0
votes

I have a cluster with two workers and one master. To start master & workers I use the sbin/start-master.sh and sbin/start-slaves.shin the master's machine. Then, the master UI shows me that the slaves are ALIVE (so, everything OK so far). Issue comes when I want to use spark-submit.

I execute this command in my local machine:

spark-submit --master spark://<master-ip>:7077 --deploy-mode cluster /home/user/example.jar

But the following error pops up: ERROR ClientEndpoint: Exception from cluster was: java.nio.file.NoSuchFileException: /home/user/example.jar

I have been doing some research in stack overflow and Spark's documentation and it seems like I should specify the application-jar of spark-submit command as "Path to a bundled jar including your application and all dependencies. The URL must be globally visible inside of your cluster, for instance, an hdfs:// path or a file:// path that is present on all nodes." (as it indicates https://spark.apache.org/docs/latest/submitting-applications.html).

My question is: how can I set my .jar as globally visible inside the cluster? There is a similar question in here Spark Standalone cluster cannot read the files in local filesystem but solutions do not work for me.

Also, am I doing something wrong by initialising the cluster inside my master's machine using sbin/start-master.sh but then doing the spark-submit in my local machine? I initialise the master inside my master's terminal because I read so in Spark's documentation, but maybe this has something to do with the issue. From Spark's documentation:

Once you’ve set up this file, you can launch or stop your cluster with the following shell scripts, based on Hadoop’s deploy scripts, and available in SPARK_HOME/sbin: [...] Note that these scripts must be executed on the machine you want to run the Spark master on, not your local machine.

Thank you very much

EDIT: I have copied the file .jar in every worker and it works. But my point is to know if there is a better way, since this method makes me copy the .jar to each worker everytime I create a new jar. (This was one of the answers from the question of the already posted link Spark Standalone cluster cannot read the files in local filesystem )

1
Have you tried to indicate where to find the jar file with --jars example.jar when running spark-submit?Oli
Hi Oli, thanks for answering! How would you do it? If I use --jars example.jar after the whole command I wrote above it still gives me the same error (NoSuchFileException). Whereas if I do not give the above path and I write instead --jars example.jar or --jars /home/user/example.jar it gives me the error: Missing application resource.meisan
please try to give the --class option like following spark-submit --master spark://<master-ip>:7077 --deploy-mode cluster --jars /home/user/example.jar --class <your-main-class-name>sarath kumar
Hi Sarath! Thanks for your answer. I tried it and spark-submit gives me the error Missing application resource. (and offers me the options available with spark-submit)meisan

1 Answers

2
votes

@meisan your spark-submit command is missing out on 2 things.

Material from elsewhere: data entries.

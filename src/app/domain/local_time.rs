//! Calendar input and display in the salon's local time (JST).

use time::{macros::format_description, Date, OffsetDateTime, PrimitiveDateTime, Time, UtcOffset};

/// Japan Standard Time. No daylight saving.
pub const LOCAL_OFFSET: UtcOffset = match UtcOffset::from_hms(9, 0, 0) {
    Ok(offset) => offset,
    Err(_) => UtcOffset::UTC,
};

/// Parse `YYYY-MM-DD` as produced by `<input type="date">`.
pub fn parse_iso_date(s: &str) -> Result<Date, &'static str> {
    Date::parse(s.trim(), format_description!("[year]-[month]-[day]")).map_err(|_| "Date must be YYYY-MM-DD.")
}

/// Combine a local date and optional `HH:MM` into an instant.
/// A blank time means the start of the day.
pub fn local_instant(date: Date, clock: &str) -> Result<OffsetDateTime, &'static str> {
    let time = match clock.trim() {
        "" => Time::MIDNIGHT,
        c => Time::parse(c, format_description!("[hour]:[minute]")).map_err(|_| "Time must be HH:MM.")?,
    };
    Ok(PrimitiveDateTime::new(date, time).assume_offset(LOCAL_OFFSET))
}

/// Today's date in local time.
pub fn today() -> Date {
    OffsetDateTime::now_utc().to_offset(LOCAL_OFFSET).date()
}

/// `YYYY-MM-DD HH:MM` in local time for a unix timestamp.
pub fn format_local(unix: i64) -> String {
    OffsetDateTime::from_unix_timestamp(unix)
        .ok()
        .and_then(|t| {
            t.to_offset(LOCAL_OFFSET)
                .format(format_description!("[year]-[month]-[day] [hour]:[minute]"))
                .ok()
        })
        .unwrap_or_default()
}

#[cfg(test)]
mod tests {
    use time::Month;

    use super::*;

    #[test]
    fn parses_dates() {
        let d = parse_iso_date("2026-03-09").unwrap();
        assert_eq!(d.year(), 2026);
        assert_eq!(d.month(), Month::March);
        assert_eq!(d.day(), 9);
    }

    #[test]
    fn rejects_impossible_dates() {
        assert!(parse_iso_date("2026-02-30").is_err());
        assert!(parse_iso_date("2026-13-01").is_err());
        assert!(parse_iso_date("yesterday").is_err());
        assert!(parse_iso_date("2026-3-9").is_err());
        assert!(parse_iso_date("2026-03-09T10:00").is_err());
    }

    #[test]
    fn local_instant_is_jst() {
        let d = parse_iso_date("2026-01-01").unwrap();
        let t = local_instant(d, "09:00").unwrap();
        assert_eq!(t.to_offset(UtcOffset::UTC).hour(), 0);
        assert_eq!(format_local(t.unix_timestamp()), "2026-01-01 09:00");
    }

    #[test]
    fn blank_time_is_midnight() {
        let d = parse_iso_date("2026-01-01").unwrap();
        assert_eq!(format_local(local_instant(d, "").unwrap().unix_timestamp()), "2026-01-01 00:00");
        assert!(local_instant(d, "25:00").is_err());
        assert!(local_instant(d, "10:60").is_err());
        assert!(local_instant(d, "noon").is_err());
    }
}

  • your jars should be added with flag --jar
  • file holding your driver code i.e. the main function.

Now you have not specified anywhere if you are using scala or python but in the nutshell your command will look something like:

for python :

spark-submit --master spark://<master>:7077 --deploy-mode cluster --jar <dependency-jars> <python-file-holding-driver-logic>

for scala:

spark-submit --master spark://<master>:7077 --deploy-mode cluster --class <scala-driver-class> --driver-class-path <application-jar> --jar <dependency-jars>

Also, spark takes care of sending the required files and jars to the executors when you use the documented flags. If you want to omit the --driver-class-path flag, you can set the environmental variable SPARK_CLASSPATH to path where all your jars are placed.